==== GIVEN RECORDS ====

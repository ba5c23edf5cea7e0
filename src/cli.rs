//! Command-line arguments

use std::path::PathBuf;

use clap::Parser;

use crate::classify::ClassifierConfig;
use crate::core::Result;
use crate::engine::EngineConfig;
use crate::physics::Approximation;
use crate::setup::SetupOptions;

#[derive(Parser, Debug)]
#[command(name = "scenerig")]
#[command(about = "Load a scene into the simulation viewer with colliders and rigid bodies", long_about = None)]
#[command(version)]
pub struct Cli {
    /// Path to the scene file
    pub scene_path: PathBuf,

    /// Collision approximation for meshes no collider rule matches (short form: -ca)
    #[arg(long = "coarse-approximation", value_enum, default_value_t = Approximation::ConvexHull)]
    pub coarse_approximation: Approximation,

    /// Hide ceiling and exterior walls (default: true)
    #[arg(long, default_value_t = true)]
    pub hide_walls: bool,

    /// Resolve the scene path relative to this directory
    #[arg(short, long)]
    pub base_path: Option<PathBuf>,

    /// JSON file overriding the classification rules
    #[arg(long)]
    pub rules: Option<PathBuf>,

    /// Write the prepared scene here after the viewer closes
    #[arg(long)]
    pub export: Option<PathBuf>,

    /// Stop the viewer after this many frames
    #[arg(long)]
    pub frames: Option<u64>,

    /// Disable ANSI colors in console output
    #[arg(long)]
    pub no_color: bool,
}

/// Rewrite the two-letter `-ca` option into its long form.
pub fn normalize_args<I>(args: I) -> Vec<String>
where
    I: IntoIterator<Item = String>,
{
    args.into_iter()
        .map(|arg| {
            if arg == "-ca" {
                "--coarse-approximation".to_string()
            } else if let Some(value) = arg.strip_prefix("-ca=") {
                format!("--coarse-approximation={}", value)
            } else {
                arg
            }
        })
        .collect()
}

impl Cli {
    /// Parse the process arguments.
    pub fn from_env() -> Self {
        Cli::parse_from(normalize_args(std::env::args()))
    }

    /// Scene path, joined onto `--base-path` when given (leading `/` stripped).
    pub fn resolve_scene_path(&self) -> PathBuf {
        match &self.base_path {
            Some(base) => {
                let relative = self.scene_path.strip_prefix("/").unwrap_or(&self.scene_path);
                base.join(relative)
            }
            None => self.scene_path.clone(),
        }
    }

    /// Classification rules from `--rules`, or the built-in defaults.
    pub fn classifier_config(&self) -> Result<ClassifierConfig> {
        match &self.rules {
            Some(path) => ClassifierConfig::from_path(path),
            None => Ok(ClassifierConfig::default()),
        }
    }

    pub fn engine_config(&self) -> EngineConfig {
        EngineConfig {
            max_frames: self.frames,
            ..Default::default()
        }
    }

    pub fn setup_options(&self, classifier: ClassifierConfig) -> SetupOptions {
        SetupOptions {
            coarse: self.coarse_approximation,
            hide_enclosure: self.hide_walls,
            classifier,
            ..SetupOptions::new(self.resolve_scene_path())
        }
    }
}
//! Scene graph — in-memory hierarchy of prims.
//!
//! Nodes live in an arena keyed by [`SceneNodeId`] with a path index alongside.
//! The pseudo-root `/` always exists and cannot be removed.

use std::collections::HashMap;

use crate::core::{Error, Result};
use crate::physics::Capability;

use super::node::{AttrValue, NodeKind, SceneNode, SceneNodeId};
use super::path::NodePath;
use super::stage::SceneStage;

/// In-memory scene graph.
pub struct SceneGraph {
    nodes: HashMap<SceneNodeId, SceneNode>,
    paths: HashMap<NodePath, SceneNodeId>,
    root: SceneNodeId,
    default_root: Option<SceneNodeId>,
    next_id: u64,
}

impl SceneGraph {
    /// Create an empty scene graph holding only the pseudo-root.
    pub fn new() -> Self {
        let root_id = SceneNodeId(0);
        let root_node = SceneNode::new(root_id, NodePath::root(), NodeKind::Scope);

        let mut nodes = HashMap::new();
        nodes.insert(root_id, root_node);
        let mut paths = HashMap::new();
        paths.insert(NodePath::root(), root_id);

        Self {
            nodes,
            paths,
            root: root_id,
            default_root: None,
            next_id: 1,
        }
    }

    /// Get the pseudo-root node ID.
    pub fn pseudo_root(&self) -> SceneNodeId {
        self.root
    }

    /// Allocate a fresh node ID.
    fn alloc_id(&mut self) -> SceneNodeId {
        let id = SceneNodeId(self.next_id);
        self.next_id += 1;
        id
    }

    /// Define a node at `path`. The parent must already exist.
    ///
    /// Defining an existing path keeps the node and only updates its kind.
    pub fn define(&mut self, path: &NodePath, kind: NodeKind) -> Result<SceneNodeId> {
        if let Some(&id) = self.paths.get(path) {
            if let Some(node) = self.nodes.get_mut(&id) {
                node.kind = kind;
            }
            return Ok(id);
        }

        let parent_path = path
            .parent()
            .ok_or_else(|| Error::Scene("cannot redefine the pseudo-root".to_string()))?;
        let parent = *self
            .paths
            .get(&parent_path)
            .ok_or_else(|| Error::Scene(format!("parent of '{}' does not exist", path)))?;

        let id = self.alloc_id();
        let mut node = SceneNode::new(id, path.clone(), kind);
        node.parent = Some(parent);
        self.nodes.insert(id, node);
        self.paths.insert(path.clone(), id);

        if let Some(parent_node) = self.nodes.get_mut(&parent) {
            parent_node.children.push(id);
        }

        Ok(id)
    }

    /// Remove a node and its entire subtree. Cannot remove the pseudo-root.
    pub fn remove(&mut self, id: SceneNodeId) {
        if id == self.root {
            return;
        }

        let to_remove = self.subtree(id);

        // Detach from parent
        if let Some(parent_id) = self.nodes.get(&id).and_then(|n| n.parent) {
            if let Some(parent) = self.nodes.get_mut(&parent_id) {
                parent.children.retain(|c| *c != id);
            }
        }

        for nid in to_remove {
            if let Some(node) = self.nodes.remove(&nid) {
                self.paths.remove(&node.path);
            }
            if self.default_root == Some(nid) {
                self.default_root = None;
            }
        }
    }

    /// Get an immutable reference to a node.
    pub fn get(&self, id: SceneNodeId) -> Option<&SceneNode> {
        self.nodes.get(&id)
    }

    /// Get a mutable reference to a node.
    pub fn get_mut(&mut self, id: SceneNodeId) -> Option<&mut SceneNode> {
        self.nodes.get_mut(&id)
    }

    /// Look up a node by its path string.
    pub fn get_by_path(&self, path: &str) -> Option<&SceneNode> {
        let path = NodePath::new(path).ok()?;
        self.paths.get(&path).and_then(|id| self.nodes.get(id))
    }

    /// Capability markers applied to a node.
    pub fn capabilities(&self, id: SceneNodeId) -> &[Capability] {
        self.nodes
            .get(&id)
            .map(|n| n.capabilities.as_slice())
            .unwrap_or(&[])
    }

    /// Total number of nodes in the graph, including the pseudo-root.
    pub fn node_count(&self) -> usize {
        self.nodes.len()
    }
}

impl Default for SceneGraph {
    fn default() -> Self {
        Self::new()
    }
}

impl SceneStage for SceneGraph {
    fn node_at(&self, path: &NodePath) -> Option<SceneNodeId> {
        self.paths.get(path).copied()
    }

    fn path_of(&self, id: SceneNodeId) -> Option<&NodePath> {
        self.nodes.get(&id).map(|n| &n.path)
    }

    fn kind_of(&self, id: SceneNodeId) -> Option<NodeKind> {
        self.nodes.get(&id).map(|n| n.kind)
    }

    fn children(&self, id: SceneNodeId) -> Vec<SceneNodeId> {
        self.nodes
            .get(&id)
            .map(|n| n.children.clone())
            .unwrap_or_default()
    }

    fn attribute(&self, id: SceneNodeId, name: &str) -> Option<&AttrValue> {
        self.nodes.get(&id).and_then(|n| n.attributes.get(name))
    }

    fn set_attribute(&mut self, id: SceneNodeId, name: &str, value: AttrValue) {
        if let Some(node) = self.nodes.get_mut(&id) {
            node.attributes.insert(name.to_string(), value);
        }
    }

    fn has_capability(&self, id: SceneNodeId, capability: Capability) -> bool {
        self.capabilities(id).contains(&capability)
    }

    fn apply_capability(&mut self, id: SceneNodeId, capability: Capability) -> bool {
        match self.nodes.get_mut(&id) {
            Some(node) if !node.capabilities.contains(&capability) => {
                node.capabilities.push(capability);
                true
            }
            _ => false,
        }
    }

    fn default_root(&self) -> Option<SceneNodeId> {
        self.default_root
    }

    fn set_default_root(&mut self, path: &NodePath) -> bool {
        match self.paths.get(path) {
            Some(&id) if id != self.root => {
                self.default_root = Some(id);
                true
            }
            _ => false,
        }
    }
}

====

EXERCISE PROMPT: Using the listing, copy every line where the word "Parser" shows up.

PROBLEM SOLUTION:
use clap::Parser;
#[derive(Parser, Debug)]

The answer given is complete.